In May 1939 Batman was introduced in the pages of Detective Comics #27 in a story by Bill Finger and Bob Kane-- the character was in response to the incredible success of Superman a year earlier in Action Comics.    In those days of Newstands sales results took months to come in so National Comics wouldn't know the character was a hit for several months after his first appearance.

In that first appearance story "The Case of the Chemical Syndicate" Batman (or The Bat Man as he was called) took on a simple murder mystery.   In his second appearance in Detective Comics #28 he was relegated to a small cover blurb at the top of the book;


In this appearance he took on a dapper but not very interesting supervillain in the form of Frenchy Blake...


Yawn.

Batman needed a Rogues Gallery the same way Dick Tracy had one-- and the first actual qualifying supervillain in the Batman Mythology has to be Doctor Death.   Written by Gardner Fox and drawn by Bob Kane Doctor Death was really Karl Hellfern-- with a name like that I think he was destined to be a villain.

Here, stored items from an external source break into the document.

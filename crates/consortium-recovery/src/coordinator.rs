//! Recovery coordinator state machine
//!
//! ```text
//! Idle ──accept_recovery──▶ RecoveryPending ──arm──▶ AwaitingShares
//!                                                        │ submit_share (threshold reached)
//!                                                        ▼
//!                        Failed ◀──combine fails── Reconstructing ──▶ Recovered
//! ```
//!
//! A failed epoch may be replaced by a new grant. The coordinator is not
//! durable: after a restart members re-submit and duplicates are refused
//! rather than double-counted.

use crate::share::{EncryptedShare, ShareOutcome};
use consortium_core::{
    ConsortiumError, CryptoEffects, DecryptedShare, KeyRef, MemberId, RecoveredSecret, Result,
};
use consortium_governance::{Member, RecoveryGrant};
use serde::{Deserialize, Serialize};
use std::collections::BTreeMap;
use tracing::{debug, error, info, warn};

/// Coordinator phase
#[derive(Debug, Clone, Copy, PartialEq, Eq, Hash, Serialize, Deserialize)]
#[serde(rename_all = "snake_case")]
pub enum RecoveryPhase {
    /// No recovery accepted
    Idle,
    /// Recovery accepted; archived network key not yet bound
    RecoveryPending,
    /// Collecting shares
    AwaitingShares,
    /// Threshold reached; combining shares
    Reconstructing,
    /// Secret reconstructed; terminal for the epoch
    Recovered,
    /// Combination failed; a new grant may start another epoch
    Failed,
}

impl RecoveryPhase {
    /// Whether the current epoch has ended
    pub fn is_terminal(&self) -> bool {
        matches!(self, Self::Recovered | Self::Failed)
    }
}

/// Externally visible coordinator status
#[derive(Debug, Clone, PartialEq, Eq, Serialize, Deserialize)]
pub struct RecoveryStatus {
    /// Current phase
    pub phase: RecoveryPhase,
    /// Current recovery epoch, zero before the first grant
    pub epoch: u64,
    /// Shares counted in this epoch
    pub submitted: usize,
    /// Shares needed in this epoch
    pub threshold: usize,
    /// Why the epoch failed
    #[serde(default, skip_serializing_if = "Option::is_none")]
    pub failure: Option<String>,
}

/// Sequences share submission and secret reconstruction
#[derive(Debug)]
pub struct RecoveryCoordinator {
    phase: RecoveryPhase,
    epoch: u64,
    threshold: usize,
    archived_key: Option<KeyRef>,
    shares: BTreeMap<MemberId, DecryptedShare>,
    /// Shares counted this epoch; survives the hand-off to combination
    submitted: usize,
    secret: Option<RecoveredSecret>,
    failure: Option<String>,
}

impl Default for RecoveryCoordinator {
    fn default() -> Self {
        Self::new()
    }
}

impl RecoveryCoordinator {
    /// Idle coordinator
    pub fn new() -> Self {
        Self {
            phase: RecoveryPhase::Idle,
            epoch: 0,
            threshold: 0,
            archived_key: None,
            shares: BTreeMap::new(),
            submitted: 0,
            secret: None,
            failure: None,
        }
    }

    /// Current phase
    pub fn phase(&self) -> RecoveryPhase {
        self.phase
    }

    /// Current epoch
    pub fn epoch(&self) -> u64 {
        self.epoch
    }

    /// Snapshot for reporting
    pub fn status(&self) -> RecoveryStatus {
        RecoveryStatus {
            phase: self.phase,
            epoch: self.epoch,
            submitted: self.submitted,
            threshold: self.threshold,
            failure: self.failure.clone(),
        }
    }

    /// Reconstructed secret, once `Recovered`
    pub fn secret(&self) -> Option<&RecoveredSecret> {
        self.secret.as_ref()
    }

    /// Start the epoch opened by `grant`
    pub fn accept_recovery(&mut self, grant: RecoveryGrant) -> Result<()> {
        match self.phase {
            RecoveryPhase::Idle | RecoveryPhase::Failed => {}
            RecoveryPhase::Recovered => return Err(ConsortiumError::RecoveryAlreadyComplete),
            phase => {
                return Err(ConsortiumError::state_conflict(format!(
                    "recovery epoch {} is already {phase:?}",
                    self.epoch
                )))
            }
        }
        if grant.epoch() <= self.epoch {
            return Err(ConsortiumError::state_conflict(format!(
                "grant for epoch {} is not newer than epoch {}",
                grant.epoch(),
                self.epoch
            )));
        }

        self.phase = RecoveryPhase::RecoveryPending;
        self.epoch = grant.epoch();
        self.threshold = grant.threshold();
        self.archived_key = None;
        self.shares.clear();
        self.submitted = 0;
        self.failure = None;
        info!(
            epoch = self.epoch,
            threshold = self.threshold,
            proposal_id = %grant.proposal(),
            "recovery pending"
        );
        Ok(())
    }

    /// Bind the pre-recovery network key that encrypted the shares
    pub fn arm(&mut self, archived_network_key: KeyRef) -> Result<()> {
        if self.phase != RecoveryPhase::RecoveryPending {
            return Err(ConsortiumError::state_conflict(format!(
                "cannot arm recovery in phase {:?}",
                self.phase
            )));
        }
        if archived_network_key.is_empty() {
            return Err(ConsortiumError::invalid("archived network key is empty"));
        }
        self.archived_key = Some(archived_network_key);
        self.phase = RecoveryPhase::AwaitingShares;
        info!(epoch = self.epoch, "awaiting recovery shares");
        Ok(())
    }

    /// Decrypt and count one member's share; combine once the threshold is met
    pub async fn submit_share<C>(
        &mut self,
        crypto: &C,
        member: &Member,
        share: &EncryptedShare,
    ) -> Result<ShareOutcome>
    where
        C: CryptoEffects + ?Sized,
    {
        match self.phase {
            RecoveryPhase::AwaitingShares => {}
            RecoveryPhase::Recovered => return Err(ConsortiumError::RecoveryAlreadyComplete),
            phase => {
                return Err(ConsortiumError::state_conflict(format!(
                    "not accepting recovery shares in phase {phase:?}"
                )))
            }
        }
        if share.member_id != member.id {
            return Err(ConsortiumError::invalid(format!(
                "share for {} submitted as {}",
                share.member_id, member.id
            )));
        }
        if !member.is_active() {
            warn!(member = %member.id, "recovery share from inactive member refused");
            return Err(ConsortiumError::unauthorized(format!(
                "{} is not an active member",
                member.id
            )));
        }
        if self.shares.contains_key(&member.id) {
            return Err(ConsortiumError::DuplicateShare { member: member.id });
        }
        let archived_key = self
            .archived_key
            .as_ref()
            .ok_or_else(|| ConsortiumError::state_conflict("archived network key not bound"))?;

        let decrypted = crypto
            .decrypt_share(
                &share.ciphertext,
                &share.nonce,
                &member.encryption_key,
                archived_key,
            )
            .await?;
        self.shares.insert(member.id, decrypted);
        self.submitted = self.shares.len();
        debug!(
            member = %member.id,
            submitted = self.submitted,
            threshold = self.threshold,
            "recovery share counted"
        );

        if self.submitted < self.threshold {
            return Ok(ShareOutcome::Pending {
                submitted: self.submitted,
                threshold: self.threshold,
            });
        }

        self.phase = RecoveryPhase::Reconstructing;
        let shares: Vec<DecryptedShare> = std::mem::take(&mut self.shares).into_values().collect();
        match crypto.combine_shares(&shares, self.threshold).await {
            Ok(secret) => {
                self.secret = Some(secret);
                self.phase = RecoveryPhase::Recovered;
                info!(epoch = self.epoch, "ledger secret recovered");
                Ok(ShareOutcome::Recovered { epoch: self.epoch })
            }
            Err(e) => {
                error!(epoch = self.epoch, error = %e, "recovery share combination failed");
                self.phase = RecoveryPhase::Failed;
                self.failure = Some(e.to_string());
                Err(e.into())
            }
        }
    }
}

I'm not sure why early Batman villains liked monocles or formal wear but they did.   Dr Death also had an able bodied henchmen in the form of the giant Jabah;


The exotic bodyguard is likely taken from horror movies of the time, in 1934's THE BLACK CAT with Bela Lugosi and Boris Karloff,  both men have large foreign manservants who also act as bodyguards when the need arises, and the early comic book creators often took liberally from Pulp Magazines and Movies.

Dr Death is likely based on Lionell Atwill's character in MYSTERY OF THE WAX MUSEUM from 1933-- and we'll soon see a correlation between the two.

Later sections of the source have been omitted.